Stored data entries:
* * *
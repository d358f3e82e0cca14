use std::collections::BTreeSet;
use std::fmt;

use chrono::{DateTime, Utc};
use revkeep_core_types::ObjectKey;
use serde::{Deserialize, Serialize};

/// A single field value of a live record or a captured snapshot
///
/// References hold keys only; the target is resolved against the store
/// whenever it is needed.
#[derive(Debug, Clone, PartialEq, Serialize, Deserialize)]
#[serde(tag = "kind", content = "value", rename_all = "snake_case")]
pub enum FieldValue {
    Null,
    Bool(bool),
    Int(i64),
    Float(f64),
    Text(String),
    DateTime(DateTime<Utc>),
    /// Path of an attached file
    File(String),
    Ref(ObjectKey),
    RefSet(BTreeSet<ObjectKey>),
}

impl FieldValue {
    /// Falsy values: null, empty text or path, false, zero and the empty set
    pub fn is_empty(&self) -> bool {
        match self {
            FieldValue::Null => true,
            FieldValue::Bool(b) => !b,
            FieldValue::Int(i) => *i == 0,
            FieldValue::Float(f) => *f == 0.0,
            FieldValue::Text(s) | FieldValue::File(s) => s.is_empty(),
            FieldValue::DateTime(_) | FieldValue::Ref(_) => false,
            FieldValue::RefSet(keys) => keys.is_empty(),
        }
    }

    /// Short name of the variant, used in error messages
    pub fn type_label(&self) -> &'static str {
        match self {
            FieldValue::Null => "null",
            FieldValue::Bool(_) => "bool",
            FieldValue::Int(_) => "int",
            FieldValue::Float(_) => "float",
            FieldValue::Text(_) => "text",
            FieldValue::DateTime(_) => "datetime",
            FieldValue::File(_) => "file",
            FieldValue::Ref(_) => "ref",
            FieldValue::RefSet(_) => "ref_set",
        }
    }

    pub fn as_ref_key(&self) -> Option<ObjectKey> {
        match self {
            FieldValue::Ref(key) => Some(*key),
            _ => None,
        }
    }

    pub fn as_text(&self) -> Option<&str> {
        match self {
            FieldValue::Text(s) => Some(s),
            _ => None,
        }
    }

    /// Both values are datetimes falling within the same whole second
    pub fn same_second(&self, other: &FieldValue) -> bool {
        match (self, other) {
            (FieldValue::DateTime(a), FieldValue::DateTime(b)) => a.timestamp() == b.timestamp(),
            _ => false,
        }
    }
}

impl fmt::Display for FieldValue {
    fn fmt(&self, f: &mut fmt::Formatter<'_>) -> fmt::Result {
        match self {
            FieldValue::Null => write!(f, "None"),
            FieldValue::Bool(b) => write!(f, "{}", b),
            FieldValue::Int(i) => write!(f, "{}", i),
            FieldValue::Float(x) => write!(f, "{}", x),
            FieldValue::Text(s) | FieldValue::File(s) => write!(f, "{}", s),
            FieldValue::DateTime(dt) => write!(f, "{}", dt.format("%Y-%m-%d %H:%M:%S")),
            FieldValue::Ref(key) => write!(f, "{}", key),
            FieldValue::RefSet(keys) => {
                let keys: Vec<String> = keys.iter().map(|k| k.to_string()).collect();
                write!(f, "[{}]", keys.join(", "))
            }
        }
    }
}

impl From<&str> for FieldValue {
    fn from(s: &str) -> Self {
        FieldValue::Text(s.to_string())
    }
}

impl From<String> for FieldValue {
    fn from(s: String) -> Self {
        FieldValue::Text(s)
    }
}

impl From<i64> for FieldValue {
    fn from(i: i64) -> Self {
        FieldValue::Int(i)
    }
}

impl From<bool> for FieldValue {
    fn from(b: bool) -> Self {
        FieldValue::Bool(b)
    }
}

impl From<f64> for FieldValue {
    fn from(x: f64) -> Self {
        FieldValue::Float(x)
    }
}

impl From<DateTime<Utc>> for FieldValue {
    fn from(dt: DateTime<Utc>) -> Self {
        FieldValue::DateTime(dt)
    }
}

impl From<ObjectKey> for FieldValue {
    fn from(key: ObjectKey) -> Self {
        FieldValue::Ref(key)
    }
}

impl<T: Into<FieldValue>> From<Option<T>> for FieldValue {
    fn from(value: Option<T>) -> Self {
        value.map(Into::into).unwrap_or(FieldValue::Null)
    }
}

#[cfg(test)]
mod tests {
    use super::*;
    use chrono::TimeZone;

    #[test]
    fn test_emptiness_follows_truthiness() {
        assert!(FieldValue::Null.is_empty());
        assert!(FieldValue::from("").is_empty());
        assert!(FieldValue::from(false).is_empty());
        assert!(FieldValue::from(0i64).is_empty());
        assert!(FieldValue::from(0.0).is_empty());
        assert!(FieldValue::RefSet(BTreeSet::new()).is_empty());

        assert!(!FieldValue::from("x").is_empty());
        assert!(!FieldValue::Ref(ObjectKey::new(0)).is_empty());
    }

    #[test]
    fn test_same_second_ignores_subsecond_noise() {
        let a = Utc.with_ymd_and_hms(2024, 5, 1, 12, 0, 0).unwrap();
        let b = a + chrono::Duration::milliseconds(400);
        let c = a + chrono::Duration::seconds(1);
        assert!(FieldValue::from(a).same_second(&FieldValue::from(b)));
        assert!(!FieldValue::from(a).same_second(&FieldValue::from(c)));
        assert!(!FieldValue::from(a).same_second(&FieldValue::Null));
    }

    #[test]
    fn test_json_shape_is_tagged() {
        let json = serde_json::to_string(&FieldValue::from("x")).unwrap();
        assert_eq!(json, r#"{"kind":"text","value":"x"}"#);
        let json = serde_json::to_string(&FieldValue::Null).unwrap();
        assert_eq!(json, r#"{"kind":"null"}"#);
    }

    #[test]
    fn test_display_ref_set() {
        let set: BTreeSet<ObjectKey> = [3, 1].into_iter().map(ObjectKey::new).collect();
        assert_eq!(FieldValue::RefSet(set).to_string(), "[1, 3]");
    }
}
* * *
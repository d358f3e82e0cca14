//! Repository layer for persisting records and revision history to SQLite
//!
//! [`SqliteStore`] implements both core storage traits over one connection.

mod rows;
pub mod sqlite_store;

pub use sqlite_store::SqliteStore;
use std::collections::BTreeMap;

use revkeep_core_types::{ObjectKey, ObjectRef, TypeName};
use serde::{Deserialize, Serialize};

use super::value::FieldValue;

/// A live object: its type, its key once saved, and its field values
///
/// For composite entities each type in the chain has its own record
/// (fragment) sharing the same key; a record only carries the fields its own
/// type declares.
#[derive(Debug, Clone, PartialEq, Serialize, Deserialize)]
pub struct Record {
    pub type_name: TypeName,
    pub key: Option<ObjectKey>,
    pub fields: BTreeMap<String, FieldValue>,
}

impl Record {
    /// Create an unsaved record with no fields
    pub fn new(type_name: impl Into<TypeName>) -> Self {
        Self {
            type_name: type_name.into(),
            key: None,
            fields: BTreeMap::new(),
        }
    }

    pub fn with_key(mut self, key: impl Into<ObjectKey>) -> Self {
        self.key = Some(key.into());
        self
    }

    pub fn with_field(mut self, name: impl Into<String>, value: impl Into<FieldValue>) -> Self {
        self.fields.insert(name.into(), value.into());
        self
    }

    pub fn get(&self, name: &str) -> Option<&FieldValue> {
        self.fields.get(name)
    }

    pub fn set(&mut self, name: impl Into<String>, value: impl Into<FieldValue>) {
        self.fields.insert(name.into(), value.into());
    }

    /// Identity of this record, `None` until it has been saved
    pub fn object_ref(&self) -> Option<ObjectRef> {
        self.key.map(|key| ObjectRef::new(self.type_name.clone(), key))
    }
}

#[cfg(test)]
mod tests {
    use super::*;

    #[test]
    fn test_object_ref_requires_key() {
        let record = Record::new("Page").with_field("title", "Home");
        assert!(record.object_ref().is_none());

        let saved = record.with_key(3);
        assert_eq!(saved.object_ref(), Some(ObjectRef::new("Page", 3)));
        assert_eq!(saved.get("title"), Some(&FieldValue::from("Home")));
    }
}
* * *
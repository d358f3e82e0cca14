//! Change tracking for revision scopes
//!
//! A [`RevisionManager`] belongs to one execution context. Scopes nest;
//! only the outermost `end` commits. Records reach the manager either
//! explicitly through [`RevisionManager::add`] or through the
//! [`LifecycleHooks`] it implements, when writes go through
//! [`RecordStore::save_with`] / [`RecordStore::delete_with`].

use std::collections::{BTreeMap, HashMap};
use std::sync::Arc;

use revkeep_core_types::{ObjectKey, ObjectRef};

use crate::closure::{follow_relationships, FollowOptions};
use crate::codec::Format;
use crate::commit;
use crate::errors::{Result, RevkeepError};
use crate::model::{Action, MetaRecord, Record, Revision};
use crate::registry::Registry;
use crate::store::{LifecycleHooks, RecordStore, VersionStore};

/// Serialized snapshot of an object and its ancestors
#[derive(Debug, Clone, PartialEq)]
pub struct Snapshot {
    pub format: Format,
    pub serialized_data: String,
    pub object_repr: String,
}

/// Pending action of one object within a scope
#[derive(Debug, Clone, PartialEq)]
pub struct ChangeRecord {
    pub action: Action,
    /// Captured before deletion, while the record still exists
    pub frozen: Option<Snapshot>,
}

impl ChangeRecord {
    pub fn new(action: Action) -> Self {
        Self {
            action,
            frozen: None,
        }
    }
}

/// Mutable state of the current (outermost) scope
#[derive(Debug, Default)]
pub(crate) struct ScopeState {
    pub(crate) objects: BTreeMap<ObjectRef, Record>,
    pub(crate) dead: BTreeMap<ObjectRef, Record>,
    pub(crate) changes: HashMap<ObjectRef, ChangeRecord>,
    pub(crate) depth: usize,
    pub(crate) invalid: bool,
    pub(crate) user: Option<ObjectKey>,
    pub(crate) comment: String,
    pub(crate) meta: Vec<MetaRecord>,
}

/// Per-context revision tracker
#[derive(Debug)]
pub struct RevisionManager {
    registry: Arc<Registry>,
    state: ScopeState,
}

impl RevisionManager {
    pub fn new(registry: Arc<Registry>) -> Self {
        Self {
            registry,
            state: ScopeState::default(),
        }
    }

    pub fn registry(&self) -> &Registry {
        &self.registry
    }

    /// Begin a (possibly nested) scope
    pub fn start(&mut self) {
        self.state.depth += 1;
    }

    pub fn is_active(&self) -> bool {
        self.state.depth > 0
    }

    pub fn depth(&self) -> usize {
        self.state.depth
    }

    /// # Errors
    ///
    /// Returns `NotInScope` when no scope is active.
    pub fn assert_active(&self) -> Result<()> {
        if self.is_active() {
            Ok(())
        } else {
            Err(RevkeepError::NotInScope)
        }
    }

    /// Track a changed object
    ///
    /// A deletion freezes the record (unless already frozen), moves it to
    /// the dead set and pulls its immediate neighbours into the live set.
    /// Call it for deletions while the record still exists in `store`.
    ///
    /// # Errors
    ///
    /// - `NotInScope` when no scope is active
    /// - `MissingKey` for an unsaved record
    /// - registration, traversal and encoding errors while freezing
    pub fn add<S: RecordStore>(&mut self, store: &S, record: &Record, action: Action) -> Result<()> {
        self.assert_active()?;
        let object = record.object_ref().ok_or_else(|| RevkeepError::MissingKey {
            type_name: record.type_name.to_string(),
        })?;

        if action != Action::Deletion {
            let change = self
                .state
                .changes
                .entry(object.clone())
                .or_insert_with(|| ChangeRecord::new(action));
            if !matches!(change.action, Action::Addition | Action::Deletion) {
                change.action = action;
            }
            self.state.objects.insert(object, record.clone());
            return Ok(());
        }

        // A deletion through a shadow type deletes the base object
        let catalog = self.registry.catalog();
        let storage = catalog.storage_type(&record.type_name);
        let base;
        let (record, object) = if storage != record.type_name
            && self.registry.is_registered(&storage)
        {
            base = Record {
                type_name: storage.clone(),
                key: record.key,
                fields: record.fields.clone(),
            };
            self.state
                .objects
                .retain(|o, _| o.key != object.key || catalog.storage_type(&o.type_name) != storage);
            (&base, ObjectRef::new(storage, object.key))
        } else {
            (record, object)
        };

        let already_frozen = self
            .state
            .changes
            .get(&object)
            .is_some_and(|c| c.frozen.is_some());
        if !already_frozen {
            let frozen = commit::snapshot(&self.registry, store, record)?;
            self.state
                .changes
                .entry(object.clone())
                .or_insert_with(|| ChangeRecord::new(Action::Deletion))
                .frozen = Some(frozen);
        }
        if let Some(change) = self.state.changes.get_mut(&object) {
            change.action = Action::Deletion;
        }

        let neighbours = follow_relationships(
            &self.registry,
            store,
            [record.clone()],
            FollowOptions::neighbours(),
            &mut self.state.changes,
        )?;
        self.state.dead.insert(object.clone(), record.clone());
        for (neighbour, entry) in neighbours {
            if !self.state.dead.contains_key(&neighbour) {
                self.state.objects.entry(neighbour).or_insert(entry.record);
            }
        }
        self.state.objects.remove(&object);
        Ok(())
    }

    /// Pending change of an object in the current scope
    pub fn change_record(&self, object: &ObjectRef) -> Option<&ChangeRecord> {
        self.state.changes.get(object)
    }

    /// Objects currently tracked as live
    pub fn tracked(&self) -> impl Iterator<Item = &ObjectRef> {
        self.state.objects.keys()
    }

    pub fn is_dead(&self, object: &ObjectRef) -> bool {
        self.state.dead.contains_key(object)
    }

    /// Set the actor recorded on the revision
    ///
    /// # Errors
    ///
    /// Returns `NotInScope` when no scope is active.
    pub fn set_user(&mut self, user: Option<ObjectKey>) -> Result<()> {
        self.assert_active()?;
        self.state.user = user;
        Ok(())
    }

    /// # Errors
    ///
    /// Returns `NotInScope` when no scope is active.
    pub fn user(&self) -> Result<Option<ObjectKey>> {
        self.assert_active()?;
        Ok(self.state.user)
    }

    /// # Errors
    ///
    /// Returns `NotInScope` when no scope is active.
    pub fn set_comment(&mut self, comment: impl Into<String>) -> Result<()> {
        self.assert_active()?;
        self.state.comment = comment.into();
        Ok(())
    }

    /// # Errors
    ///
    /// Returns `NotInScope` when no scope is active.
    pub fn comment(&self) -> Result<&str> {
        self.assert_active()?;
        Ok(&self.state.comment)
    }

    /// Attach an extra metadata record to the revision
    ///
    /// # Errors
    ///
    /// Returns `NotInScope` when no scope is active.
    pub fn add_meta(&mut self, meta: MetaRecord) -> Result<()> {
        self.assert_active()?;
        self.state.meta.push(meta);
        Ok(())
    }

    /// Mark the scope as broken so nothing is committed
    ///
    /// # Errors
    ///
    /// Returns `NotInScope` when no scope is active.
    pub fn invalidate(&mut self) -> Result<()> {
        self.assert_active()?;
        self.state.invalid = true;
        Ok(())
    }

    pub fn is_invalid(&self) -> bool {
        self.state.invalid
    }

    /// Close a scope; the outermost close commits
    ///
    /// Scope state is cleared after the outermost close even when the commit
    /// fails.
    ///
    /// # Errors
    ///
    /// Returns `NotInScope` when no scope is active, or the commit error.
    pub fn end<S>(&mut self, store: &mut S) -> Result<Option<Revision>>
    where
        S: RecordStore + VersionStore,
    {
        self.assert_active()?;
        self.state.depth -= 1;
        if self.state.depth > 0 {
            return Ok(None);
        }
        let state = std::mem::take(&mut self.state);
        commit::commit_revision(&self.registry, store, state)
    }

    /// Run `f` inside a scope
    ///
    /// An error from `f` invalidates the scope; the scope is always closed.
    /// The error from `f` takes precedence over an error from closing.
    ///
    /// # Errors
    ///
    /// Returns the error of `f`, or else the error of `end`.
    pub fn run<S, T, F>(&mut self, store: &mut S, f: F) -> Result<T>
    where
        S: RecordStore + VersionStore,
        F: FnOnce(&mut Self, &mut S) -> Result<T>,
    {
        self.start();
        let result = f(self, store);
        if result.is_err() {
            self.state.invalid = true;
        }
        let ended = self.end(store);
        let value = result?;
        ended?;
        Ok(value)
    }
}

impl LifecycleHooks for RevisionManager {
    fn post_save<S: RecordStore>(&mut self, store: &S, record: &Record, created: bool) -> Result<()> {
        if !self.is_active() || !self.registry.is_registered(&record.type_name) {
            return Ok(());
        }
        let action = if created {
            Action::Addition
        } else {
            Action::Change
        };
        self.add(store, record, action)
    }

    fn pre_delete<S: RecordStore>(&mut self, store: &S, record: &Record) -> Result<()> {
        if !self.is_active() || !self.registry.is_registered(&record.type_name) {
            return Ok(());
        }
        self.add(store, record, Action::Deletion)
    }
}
* * *
Find every line above that contains the word "RevkeepError", and return each one.

use crate::errors::{Result, RevkeepError};
            Err(RevkeepError::NotInScope)
        let object = record.object_ref().ok_or_else(|| RevkeepError::MissingKey {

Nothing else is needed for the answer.